A few lines before work:

Today, sis charter planes will bring 450 fruitpickers from Romania to help gather in the UK's fruit harvest.

At the point when there are 2 million unemployed in the UK, many more coming, it seems we still need migrant workers. Agencies got farms are screaming out for workers, lots of ads on Facebook. And yet.....

For those of you who have not picked fruit before, some varieties like raspberries are not too bad. These grow on canes up to five or six feet high and you don't have to bed. Picking strawberries in a field, however, is backbreaking work. Even as a kid picking strawberries so Nana could make jam, hurt like hell. Imagine doing that 12 hours a day seven days a week; that would smart.

Working outside in the spring sunshine sounds great, but it hard work and the doesn't always shine.

The lesson is that all workers are essential, even those on low-paid menial jobs driving trucks and stacking shelves or picking fruit. You don't need a college degree to do them, but they do require vocational skills, we should value them the same as degrees.

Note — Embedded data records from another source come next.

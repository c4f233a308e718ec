use std::sync::Arc;
use std::time::{Duration, Instant};

use parking_lot::RwLock;

/// Monotonic time source consulted once per frame.
pub trait TimeSource {
    fn now(&self) -> Duration;
}

/// Wall clock backed by [`Instant`], measured from construction.
#[derive(Debug, Clone, Copy)]
pub struct SystemTimeSource {
    origin: Instant,
}

impl SystemTimeSource {
    pub fn new() -> Self {
        Self {
            origin: Instant::now(),
        }
    }
}

impl Default for SystemTimeSource {
    fn default() -> Self {
        Self::new()
    }
}

impl TimeSource for SystemTimeSource {
    fn now(&self) -> Duration {
        self.origin.elapsed()
    }
}

/// Time source advanced explicitly by the host. Clones share the same reading.
#[derive(Debug, Clone, Default)]
pub struct ManualTimeSource {
    now: Arc<RwLock<Duration>>,
}

impl ManualTimeSource {
    pub fn new() -> Self {
        Self::default()
    }

    pub fn advance(&self, step: Duration) {
        *self.now.write() += step;
    }

    pub fn advance_millis(&self, millis: u64) {
        self.advance(Duration::from_millis(millis));
    }

    pub fn set(&self, now: Duration) {
        *self.now.write() = now;
    }
}

impl TimeSource for ManualTimeSource {
    fn now(&self) -> Duration {
        *self.now.read()
    }
}

/// Frame clock: tracks the start of playback and the previous tick.
pub struct Clock {
    source: Box<dyn TimeSource>,
    start: Duration,
    previous: Option<Duration>,
}

impl Clock {
    pub fn new(source: Box<dyn TimeSource>) -> Self {
        Self {
            source,
            start: Duration::ZERO,
            previous: None,
        }
    }

    pub fn now(&self) -> Duration {
        self.source.now()
    }

    /// Restarts the clock; the next [`Clock::tick`] measures from here.
    pub fn start(&mut self) {
        let now = self.source.now();
        self.start = now;
        self.previous = Some(now);
    }

    /// Advances the clock and returns the time elapsed since the previous tick.
    /// The first tick of a clock that was never started reports zero.
    pub fn tick(&mut self) -> Tick {
        let now = self.source.now();
        let previous = self.previous.replace(now).unwrap_or(now);
        Tick {
            elapsed: now.saturating_sub(self.start),
            delta: now.saturating_sub(previous),
        }
    }
}

/// Reading produced by [`Clock::tick`].
#[derive(Debug, Clone, Copy, PartialEq)]
pub struct Tick {
    pub elapsed: Duration,
    pub delta: Duration,
}

impl Tick {
    pub fn elapsed_millis(&self) -> f64 {
        duration_millis(self.elapsed)
    }

    pub fn delta_millis(&self) -> f64 {
        duration_millis(self.delta)
    }

    pub fn delta_seconds(&self) -> f32 {
        self.delta.as_secs_f32()
    }
}

// exact for whole milliseconds
fn duration_millis(duration: Duration) -> f64 {
    duration.as_nanos() as f64 / 1_000_000.0
}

And yesterday, the UK Government announced, in the Spectator Magazine (!) that it would not seek an extension to the transition period of Brexit. Barnier and Frost met via video yesterday, and agreed three more meetings before the end of June. But, neither side will be ready.

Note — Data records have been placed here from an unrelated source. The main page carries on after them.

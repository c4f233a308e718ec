//! The scene runtime: loads a description, compiles its scripts and drives
//! them against the frame clock, input and animation playback.

use std::cell::RefCell;
use std::rc::{Rc, Weak};
use std::sync::Arc;

use glam::Vec2;
use log::{debug, error, info, warn};
use serde_json::Value;

use crate::animation::{AnimationController, PlayOptions};
use crate::channels::{ChannelRegistry, ListenerId, ListenerOptions};
use crate::clock::{Clock, SystemTimeSource, TimeSource};
use crate::config::PlayerConfig;
use crate::description::{ScriptKey, SceneDescription};
use crate::error::{PlayerError, ScriptError};
use crate::events::{self, DispatchOutcome, EventKind, EventPayload, EventRegistry, FrameTime};
use crate::input::{InputEvent, InputState};
use crate::render::{HeadlessRenderer, RenderBackend, Viewport};
use crate::scene::{Camera, JsonSceneLoader, SceneGraph, SceneLoader};
use crate::scripting::{LuaEngine, ScriptContext, ScriptEngine, ScriptTarget};

#[derive(Debug, Clone, Copy, PartialEq, Eq)]
pub enum PlayerState {
    /// Nothing loaded yet.
    Idle,
    /// Loaded, or stopped after playing.
    Ready,
    Playing,
    Disposed,
}

/// Platform side of the player: input delivery and the frame loop.
pub trait PlayerHost {
    fn attach_input(&mut self);
    fn detach_input(&mut self);
    /// Starts (`true`) or halts (`false`) calls to [`Player::frame`].
    fn set_animation_loop(&mut self, active: bool);
}

/// Host for embedders that drive [`Player::frame`] and
/// [`Player::handle_input`] themselves.
#[derive(Debug, Clone, Copy, Default)]
pub struct NullHost;

impl PlayerHost for NullHost {
    fn attach_input(&mut self) {}

    fn detach_input(&mut self) {}

    fn set_animation_loop(&mut self, _active: bool) {}
}

/// What a [`Player::load`] call produced.
#[derive(Debug, Clone, Copy, Default, PartialEq, Eq)]
pub struct LoadReport {
    pub nodes: usize,
    pub scripts_compiled: usize,
    pub scripts_failed: usize,
    /// Scripts whose target node does not exist.
    pub scripts_skipped: usize,
    pub handlers: usize,
    /// Handler names outside the fixed vocabulary in node scripts.
    pub rejected_handlers: usize,
    pub animations: usize,
}

/// State reachable from scripts while a handler runs.
struct PlayerShared {
    registry: RefCell<EventRegistry>,
    channels: ChannelRegistry,
    animations: RefCell<Option<AnimationController>>,
    input: InputState,
    viewport: Arc<Viewport>,
}

impl PlayerShared {
    fn dispatch(&self, kind: EventKind, payload: &EventPayload) -> DispatchOutcome {
        let handlers = self.registry.borrow().handlers(kind);
        if handlers.is_empty() {
            return DispatchOutcome::default();
        }
        events::dispatch(&handlers, kind.as_str(), payload)
    }

    fn call_method(&self, name: &str, args: &[Value]) -> bool {
        let handlers = self.registry.borrow().root_method(name);
        if handlers.is_empty() {
            error!("no root script method named {name}");
            return false;
        }
        events::dispatch(&handlers, name, &EventPayload::Args(args.to_vec()));
        true
    }

    fn with_animations<R>(
        &self,
        fallback: R,
        action: impl FnOnce(&mut AnimationController) -> R,
    ) -> R {
        let Ok(mut slot) = self.animations.try_borrow_mut() else {
            warn!("animation controller is busy; request ignored");
            return fallback;
        };
        match slot.as_mut() {
            Some(controller) => action(controller),
            None => {
                warn!("no scene loaded; animation request ignored");
                fallback
            }
        }
    }

    fn read_animations<R>(&self, fallback: R, query: impl FnOnce(&AnimationController) -> R) -> R {
        match self.animations.try_borrow() {
            Ok(slot) => slot.as_ref().map_or(fallback, query),
            Err(_) => fallback,
        }
    }

    fn play_animation(&self, name: &str, options: PlayOptions) -> bool {
        self.with_animations(false, |controller| controller.play(name, options))
    }

    fn stop_animation(&self, name: &str) -> bool {
        self.with_animations(false, |controller| controller.stop(name))
    }

    fn pause_animation(&self, name: &str) -> bool {
        self.with_animations(false, |controller| controller.pause(name))
    }

    fn resume_animation(&self, name: &str) -> bool {
        self.with_animations(false, |controller| controller.resume(name))
    }

    fn stop_all_animations(&self) {
        self.with_animations((), AnimationController::stop_all)
    }

    fn set_animation_time(&self, name: &str, time: f32) -> bool {
        self.with_animations(false, |controller| controller.set_time(name, time))
    }

    fn animation_time(&self, name: &str) -> Option<f32> {
        self.read_animations(None, |controller| controller.time(name))
    }

    fn is_animation_playing(&self, name: &str) -> bool {
        self.read_animations(false, |controller| controller.is_playing(name))
    }

    fn animations(&self) -> Vec<String> {
        self.read_animations(Vec::new(), AnimationController::names)
    }
}

/// Weak view of a [`Player`] handed to scripts. Every call is a no-op once the
/// player is gone.
#[derive(Debug, Clone)]
pub struct RuntimeHandle {
    shared: Weak<PlayerShared>,
}

impl RuntimeHandle {
    /// Handle that is not attached to any player.
    pub fn detached() -> Self {
        Self {
            shared: Weak::new(),
        }
    }

    pub fn is_attached(&self) -> bool {
        self.shared.strong_count() > 0
    }

    fn with<R>(&self, fallback: R, call: impl FnOnce(&PlayerShared) -> R) -> R {
        match self.shared.upgrade() {
            Some(shared) => call(&shared),
            None => fallback,
        }
    }

    pub fn invoke(&self, name: &str, args: &[Value]) -> usize {
        self.with(0, |shared| shared.channels.invoke(name, args))
    }

    pub fn add_event_listener<F>(
        &self,
        name: &str,
        callback: F,
        options: ListenerOptions,
    ) -> Option<ListenerId>
    where
        F: Fn(&[Value]) -> Result<(), ScriptError> + 'static,
    {
        self.with(None, |shared| {
            Some(shared.channels.add(name, callback, options))
        })
    }

    pub fn remove_event_listener(&self, name: &str, id: ListenerId) -> bool {
        self.with(false, |shared| shared.channels.remove(name, id))
    }

    pub fn listener_count(&self, name: &str) -> usize {
        self.with(0, |shared| shared.channels.listener_count(name))
    }

    pub fn call_method(&self, name: &str, args: &[Value]) -> bool {
        self.with(false, |shared| shared.call_method(name, args))
    }

    pub fn play_animation(&self, name: &str, options: PlayOptions) -> bool {
        self.with(false, |shared| shared.play_animation(name, options))
    }

    pub fn stop_animation(&self, name: &str) -> bool {
        self.with(false, |shared| shared.stop_animation(name))
    }

    pub fn pause_animation(&self, name: &str) -> bool {
        self.with(false, |shared| shared.pause_animation(name))
    }

    pub fn resume_animation(&self, name: &str) -> bool {
        self.with(false, |shared| shared.resume_animation(name))
    }

    pub fn stop_all_animations(&self) {
        self.with((), PlayerShared::stop_all_animations)
    }

    pub fn set_animation_time(&self, name: &str, time: f32) -> bool {
        self.with(false, |shared| shared.set_animation_time(name, time))
    }

    pub fn animation_time(&self, name: &str) -> Option<f32> {
        self.with(None, |shared| shared.animation_time(name))
    }

    pub fn is_animation_playing(&self, name: &str) -> bool {
        self.with(false, |shared| shared.is_animation_playing(name))
    }

    pub fn animations(&self) -> Vec<String> {
        self.with(Vec::new(), PlayerShared::animations)
    }

    pub fn is_key_down(&self, name: &str) -> bool {
        self.with(false, |shared| shared.input.is_key_down(name))
    }

    pub fn pointer_position(&self) -> Vec2 {
        self.with(Vec2::ZERO, |shared| shared.input.pointer_position())
    }

    pub fn size(&self) -> (u32, u32) {
        self.with((0, 0), |shared| shared.viewport.size())
    }
}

Any hope that the COVID-19 had installed a sense of reality in Government have been dashed, as dogma trumps common sense and reality.

With there being little normal work going on, except in industries deemed to be essential, the chances of there being any real preparations for a hard or softer Brexit, and be ready by December 31st is nil.

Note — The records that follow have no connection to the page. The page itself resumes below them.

use thiserror::Error;

/// Failure surfaced by the public player API.
#[derive(Debug, Error)]
pub enum PlayerError {
    #[error("player has been disposed")]
    Disposed,
    #[error("invalid scene description: {0}")]
    InvalidDescription(#[from] serde_json::Error),
    #[error("scene loader failed: {0:#}")]
    Loader(#[from] anyhow::Error),
    #[error(transparent)]
    Script(#[from] ScriptError),
}

/// Failure raised while compiling or running a behavior script.
#[derive(Debug, Error)]
pub enum ScriptError {
    #[error("Lua error: {0}")]
    Lua(#[from] mlua::Error),
    #[error("script returned {0} instead of a handler table")]
    InvalidHandlers(String),
    #[error("{0}")]
    Callback(String),
}

impl ScriptError {
    pub fn callback(message: impl Into<String>) -> Self {
        Self::Callback(message.into())
    }
}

The economic shock of Brexit on top of COVID-19 doesn't bear thinking about, and yet the Government are eager to inflict it on us.

Meanwhile, some of Europe is already leaving the harshest of restrictions. In Denmark, staff are being allowed, in limited numbers, back into offices and some schools opened yesterday too. Because they have been testing and are confident the measures taken have worked, and di them in a timely manner so to limit infections and deaths.

The UK, meanwhile, is still stumbling about in the dark, using figures several weeks old. The Government claim we are now at peak infections, but that is really a guess, as total umber of testing is still at only 400,000.